Gaïaku, 918, veille de l'attaque


La journée avait été bonne, une fois de plus. Alors que le jour avait décliné depuis près d'une heure, Gueralt déambulait dans les rues de Lomeanor, crotté de pieds en cape, bringuebalant un jeune chevreuil sur ses épaules, son épée et son arc lui battant le dos, Io et Ilya sur ses talons.
Laszlo avait préféré rejoindre le Kaerl, les soirées que Gueralt pouvait passer dans les troqués de Lomeanor ne l’intéressaient que peu, il préférait de loin le calme et le confort de ses appartements aux Tours Joyaux. Gueralt avait sut s'en accommoder très vite, et tout les deux avaient réussi à s'adapter au mode de vie de l'autre dès leur premier mois. C'est ainsi que Gueralt se retrouvait ce soir accompagné de ses deux seuls chiens, le cœur léger, chantant quelques chansons paillardes de son registre à travers la ville qui commençait tout juste à se vider de sa débordante activité diurne.

Au détour d'une ruelle qu'il connaissait bien, l'humain s'arrêta devant un bâtiment de pierre à toit de chaume, fort simple et à l'entrée du quelle grinçait une pancarte indiquant « A la croisée des Kaerls ». D'un coup d'épaule l'humain ouvrit la porte et entra dans l'auberge, en s'abaissant pour ne pas se cogner dans l'encadrure trop basse pour lui.

« Hého ! La bourlingue ! Je te ramène de quoi mettre au feu ! »


C'était son rituel habituel, il laissait à l'aubergiste le fruit de sa chasse, en échange de quelques pièces et de boisson à volonté.
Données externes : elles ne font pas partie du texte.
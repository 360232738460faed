use std::fmt;

use url::Url;

use crate::error::ConfigError;

/// Meetup's OAuth token endpoint.
pub const DEFAULT_TOKEN_URL: &str = "https://secure.meetup.com/oauth2/access";

/// Credentials for the refresh-token grant.
#[derive(Clone)]
pub struct OAuthConfig {
    pub client_id: String,
    pub client_secret: String,
    pub refresh_token: String,
    pub token_url: Url,
}

impl OAuthConfig {
    /// Load from environment variables.
    ///
    /// # Environment Variables
    ///
    /// - `MEETUP_CLIENT_ID`: OAuth client ID (required)
    /// - `MEETUP_CLIENT_SECRET`: OAuth client secret (required)
    /// - `MEETUP_REFRESH_TOKEN`: long-lived refresh token (required)
    /// - `MEETUP_TOKEN_URL`: token endpoint (default: `https://secure.meetup.com/oauth2/access`)
    ///
    /// # Errors
    ///
    /// Returns an error if a required variable is unset or blank, or if the
    /// token URL does not parse.
    pub fn from_env() -> Result<Self, ConfigError> {
        Self::from_lookup(|key| std::env::var(key).ok())
    }

    /// Same as [`OAuthConfig::from_env`] with an injectable variable lookup.
    pub fn from_lookup<F>(lookup: F) -> Result<Self, ConfigError>
    where
        F: Fn(&str) -> Option<String>,
    {
        let required = |key: &'static str| {
            lookup(key)
                .filter(|value| !value.trim().is_empty())
                .ok_or(ConfigError::Missing(key))
        };

        let token_url: Url = lookup("MEETUP_TOKEN_URL")
            .filter(|value| !value.trim().is_empty())
            .unwrap_or_else(|| DEFAULT_TOKEN_URL.to_string())
            .parse()?;

        Ok(Self {
            client_id: required("MEETUP_CLIENT_ID")?,
            client_secret: required("MEETUP_CLIENT_SECRET")?,
            refresh_token: required("MEETUP_REFRESH_TOKEN")?,
            token_url,
        })
    }
}

impl fmt::Debug for OAuthConfig {
    fn fmt(&self, f: &mut fmt::Formatter<'_>) -> fmt::Result {
        f.debug_struct("OAuthConfig")
            .field("client_id", &self.client_id)
            .field("client_secret", &"<redacted>")
            .field("refresh_token", &"<redacted>")
            .field("token_url", &self.token_url.as_str())
            .finish()
    }
}

#[cfg(test)]
mod tests {
    use std::collections::HashMap;

    use super::*;

    fn lookup(vars: &[(&str, &str)]) -> impl Fn(&str) -> Option<String> {
        let vars: HashMap<String, String> = vars
            .iter()
            .map(|(k, v)| (k.to_string(), v.to_string()))
            .collect();
        move |key| vars.get(key).cloned()
    }

    const COMPLETE: &[(&str, &str)] = &[
        ("MEETUP_CLIENT_ID", "client"),
        ("MEETUP_CLIENT_SECRET", "secret"),
        ("MEETUP_REFRESH_TOKEN", "refresh"),
    ];

    #[test]
    fn test_defaults_token_url() {
        let config = OAuthConfig::from_lookup(lookup(COMPLETE)).unwrap();

        assert_eq!(config.client_id, "client");
        assert_eq!(config.token_url.as_str(), DEFAULT_TOKEN_URL);
    }

    #[test]
    fn test_overrides_token_url() {
        let mut vars = COMPLETE.to_vec();
        vars.push(("MEETUP_TOKEN_URL", "http://127.0.0.1:9000/oauth2/access"));

        let config = OAuthConfig::from_lookup(lookup(&vars)).unwrap();

        assert_eq!(config.token_url.as_str(), "http://127.0.0.1:9000/oauth2/access");
    }

    #[test]
    fn test_missing_secret_is_error() {
        let result = OAuthConfig::from_lookup(lookup(&[
            ("MEETUP_CLIENT_ID", "client"),
            ("MEETUP_REFRESH_TOKEN", "refresh"),
        ]));

        assert!(matches!(
            result,
            Err(ConfigError::Missing("MEETUP_CLIENT_SECRET"))
        ));
    }

    #[test]
    fn test_blank_value_counts_as_missing() {
        let mut vars = COMPLETE.to_vec();
        vars[0] = ("MEETUP_CLIENT_ID", "  ");

        let result = OAuthConfig::from_lookup(lookup(&vars));

        assert!(matches!(result, Err(ConfigError::Missing("MEETUP_CLIENT_ID"))));
    }

    #[test]
    fn test_invalid_token_url() {
        let mut vars = COMPLETE.to_vec();
        vars.push(("MEETUP_TOKEN_URL", "not a url"));

        let result = OAuthConfig::from_lookup(lookup(&vars));

        assert!(matches!(result, Err(ConfigError::InvalidTokenUrl(_))));
    }

    #[test]
    fn test_debug_redacts_secrets() {
        let config = OAuthConfig::from_lookup(lookup(COMPLETE)).unwrap();
        let debug = format!("{config:?}");

        assert!(!debug.contains("secret\""));
        assert!(!debug.contains("refresh\""));
        assert!(debug.contains("<redacted>"));
    }
}
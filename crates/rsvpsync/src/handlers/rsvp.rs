use axum::{body::Bytes, extract::State, Json};
use rsvpsync_core::error::ServiceError;
use rsvpsync_core::serde::deserialize_optional_id;
use serde::{Deserialize, Serialize};

use crate::handlers::AppError;
use crate::state::AppState;

/// Body of `POST /rsvp`. `event_id` may be a JSON string or number.
#[derive(Debug, Deserialize)]
pub struct RsvpRequest {
    #[serde(default, deserialize_with = "deserialize_optional_id")]
    pub event_id: Option<String>,
    #[serde(default)]
    pub name: Option<String>,
}

#[derive(Debug, Serialize)]
pub struct RsvpResponse {
    pub ok: bool,
    /// False when the name was already recorded for the event.
    pub added: bool,
}

/// POST /rsvp - Record an attendee name for an event.
///
/// The body is parsed as JSON regardless of its declared content type.
#[axum::debug_handler]
pub async fn create_rsvp(
    State(state): State<AppState>,
    body: Bytes,
) -> Result<Json<RsvpResponse>, AppError> {
    let request: RsvpRequest = serde_json::from_slice(&body)
        .map_err(|e| ServiceError::Validation(format!("Bad Request: {e}")))?;

    let outcome = state
        .ledger
        .append(request.event_id.as_deref(), request.name.as_deref())
        .await?;

    Ok(Json(RsvpResponse {
        ok: true,
        added: outcome.is_added(),
    }))
}
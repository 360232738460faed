//! Redis store implementation.
//!
//! Documents are plain string values. Compare-and-swap runs as a Lua
//! script so the comparison and the write happen in one atomic step.

use async_trait::async_trait;
use redis::AsyncCommands;

use rsvpsync_core::store::{CasOutcome, KvStore, Result};

use super::error::map_redis_error;

/// KEYS[1] = key, ARGV[1] = "1" if a current value is expected,
/// ARGV[2] = expected value, ARGV[3] = new value.
const CAS_SCRIPT: &str = r#"
local current = redis.call('GET', KEYS[1])
if ARGV[1] == '1' then
    if current ~= ARGV[2] then
        return 0
    end
elseif current then
    return 0
end
redis.call('SET', KEYS[1], ARGV[3])
return 1
"#;

/// Redis store backend using connection manager for pooling.
pub struct RedisStore {
    conn: redis::aio::ConnectionManager,
    cas_script: redis::Script,
}

impl RedisStore {
    /// Creates a new Redis store connection.
    ///
    /// # Arguments
    ///
    /// * `url` - Redis connection URL (e.g., "redis://localhost:6379")
    ///
    /// # Errors
    ///
    /// Returns `StoreError::ConnectionFailed` if the connection cannot be established.
    pub async fn new(url: &str) -> Result<Self> {
        let client = redis::Client::open(url).map_err(map_redis_error)?;
        let conn = redis::aio::ConnectionManager::new(client)
            .await
            .map_err(map_redis_error)?;
        Ok(Self {
            conn,
            cas_script: redis::Script::new(CAS_SCRIPT),
        })
    }
}

#[async_trait]
impl KvStore for RedisStore {
    async fn get(&self, key: &str) -> Result<Option<Vec<u8>>> {
        let mut conn = self.conn.clone();
        let result: Option<Vec<u8>> = conn.get(key).await.map_err(map_redis_error)?;
        Ok(result)
    }

    async fn put(&self, key: &str, value: &[u8]) -> Result<()> {
        let mut conn = self.conn.clone();
        conn.set::<_, _, ()>(key, value)
            .await
            .map_err(map_redis_error)
    }

    fn supports_conditional_writes(&self) -> bool {
        true
    }

    async fn compare_and_swap(
        &self,
        key: &str,
        expected: Option<&[u8]>,
        value: &[u8],
    ) -> Result<CasOutcome> {
        let mut conn = self.conn.clone();
        let (has_expected, expected) = match expected {
            Some(bytes) => ("1", bytes),
            None => ("0", &[][..]),
        };

        let swapped: i32 = self
            .cas_script
            .key(key)
            .arg(has_expected)
            .arg(expected)
            .arg(value)
            .invoke_async(&mut conn)
            .await
            .map_err(map_redis_error)?;

        Ok(if swapped == 1 {
            CasOutcome::Swapped
        } else {
            CasOutcome::Conflict
        })
    }
}
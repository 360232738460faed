use thiserror::Error;

use crate::events::EventsError;
use crate::ledger::LedgerError;
use crate::store::StoreError;
use crate::token::TokenError;

/// Errors surfaced to API callers.
#[derive(Debug, Error, Clone, PartialEq, Eq)]
pub enum ServiceError {
    /// The request itself is unacceptable.
    #[error("{0}")]
    Validation(String),
    /// The access token could not be obtained.
    #[error("Upstream authentication failed: {0}")]
    UpstreamAuth(String),
    /// The events API failed or could not be reached.
    #[error("Meetup API error: {message}")]
    UpstreamApi {
        status: Option<u16>,
        message: String,
    },
    /// The events API answered with something other than a list of events.
    #[error("Unexpected Meetup response: {0}")]
    UpstreamShape(String),
    #[error("Internal error: {0}")]
    Internal(String),
}

impl ServiceError {
    /// Stable machine-readable code for the variant.
    pub fn code(&self) -> &'static str {
        match self {
            ServiceError::Validation(_) => "validation_error",
            ServiceError::UpstreamAuth(_) => "upstream_auth_error",
            ServiceError::UpstreamApi { .. } => "upstream_api_error",
            ServiceError::UpstreamShape(_) => "upstream_shape_error",
            ServiceError::Internal(_) => "internal_error",
        }
    }

    /// Upstream HTTP status, when the events API answered with one.
    pub fn upstream_status(&self) -> Option<u16> {
        match self {
            ServiceError::UpstreamApi { status, .. } => *status,
            _ => None,
        }
    }
}

impl From<TokenError> for ServiceError {
    fn from(error: TokenError) -> Self {
        ServiceError::UpstreamAuth(error.to_string())
    }
}

impl From<EventsError> for ServiceError {
    fn from(error: EventsError) -> Self {
        match error {
            EventsError::Request(message) => ServiceError::UpstreamApi {
                status: None,
                message,
            },
            EventsError::Status { status } => ServiceError::UpstreamApi {
                status: Some(status),
                message: error.to_string(),
            },
            other => ServiceError::UpstreamShape(other.to_string()),
        }
    }
}

impl From<LedgerError> for ServiceError {
    fn from(error: LedgerError) -> Self {
        match error {
            LedgerError::MissingEventId | LedgerError::MissingName => {
                ServiceError::Validation(error.to_string())
            }
            LedgerError::Corrupt(_) | LedgerError::Contention(_) => {
                ServiceError::Internal(error.to_string())
            }
        }
    }
}

impl From<StoreError> for ServiceError {
    fn from(error: StoreError) -> Self {
        ServiceError::Internal(error.to_string())
    }
}

#[cfg(test)]
mod tests {
    use super::*;

    #[test]
    fn test_codes() {
        assert_eq!(
            ServiceError::Validation("x".into()).code(),
            "validation_error"
        );
        assert_eq!(
            ServiceError::UpstreamAuth("x".into()).code(),
            "upstream_auth_error"
        );
        assert_eq!(
            ServiceError::UpstreamApi {
                status: None,
                message: "x".into()
            }
            .code(),
            "upstream_api_error"
        );
        assert_eq!(
            ServiceError::UpstreamShape("x".into()).code(),
            "upstream_shape_error"
        );
        assert_eq!(ServiceError::Internal("x".into()).code(), "internal_error");
    }

    #[test]
    fn test_token_errors_are_upstream_auth() {
        let error: ServiceError = TokenError::Rejected {
            status: 400,
            body: "invalid_grant".to_string(),
        }
        .into();

        assert_eq!(
            error,
            ServiceError::UpstreamAuth("Token endpoint returned 400: invalid_grant".to_string())
        );
    }

    #[test]
    fn test_events_status_keeps_upstream_status() {
        let error: ServiceError = EventsError::Status { status: 503 }.into();

        assert_eq!(error.upstream_status(), Some(503));
        assert_eq!(error.code(), "upstream_api_error");
    }

    #[test]
    fn test_events_transport_failure_has_no_status() {
        let error: ServiceError = EventsError::Request("connection refused".to_string()).into();

        assert_eq!(
            error,
            ServiceError::UpstreamApi {
                status: None,
                message: "connection refused".to_string()
            }
        );
    }

    #[test]
    fn test_events_shape_failures() {
        for source in [
            EventsError::NotAList("object"),
            EventsError::InvalidJson("eof".to_string()),
            EventsError::UnexpectedContentType("text/html".to_string()),
            EventsError::Graphql("group not found".to_string()),
            EventsError::MalformedEvent {
                index: 0,
                reason: "missing field".to_string(),
            },
        ] {
            let error: ServiceError = source.into();
            assert_eq!(error.code(), "upstream_shape_error");
        }
    }

    #[test]
    fn test_ledger_errors() {
        assert_eq!(
            ServiceError::from(LedgerError::MissingEventId),
            ServiceError::Validation("event_id is required".to_string())
        );
        assert_eq!(
            ServiceError::from(LedgerError::MissingName).code(),
            "validation_error"
        );
        assert_eq!(
            ServiceError::from(LedgerError::Corrupt("bad".to_string())).code(),
            "internal_error"
        );
        assert_eq!(
            ServiceError::from(LedgerError::Contention(5)).code(),
            "internal_error"
        );
    }

    #[test]
    fn test_store_errors_are_internal() {
        let error: ServiceError = StoreError::ConnectionFailed("refused".to_string()).into();
        assert_eq!(error.code(), "internal_error");
    }
}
Il avait commencé son petit troc depuis qu'il était aspirant, juste de quoi gagner un peu ! Et puis finalement il avait continué, la chose lui plaisait, il appréciait la sylve, et puis si ça pouvait donner un coup de main à l'aubergiste, alors tout le monde y trouvait son compte !

L'auberge était bondé à une heure pareil, une odeur de pigeon rôti embaumait les lieux, et dans un coin jouait un groupe d'homme avec vielles et flûtes. La plus part des tables étaient déjà prises, à qui buvait une choppe, à qui mangeait un bol de ragoût, à qui fumait paisiblement.
D'un simple coup d'oeil, il avisa les habitués, leur adressant un bref signe de tête, avant de s'arrêter sur les quelques inconnus qui traînaient ici de temps à autre. Un instant son regard s'arrêta sur une formidable crinière brune, qui appartenait à une femme pour le moins appétissante. La donzelle était là, toute seule à une table, avec une bouteille de spiritueux pour seule compagnie.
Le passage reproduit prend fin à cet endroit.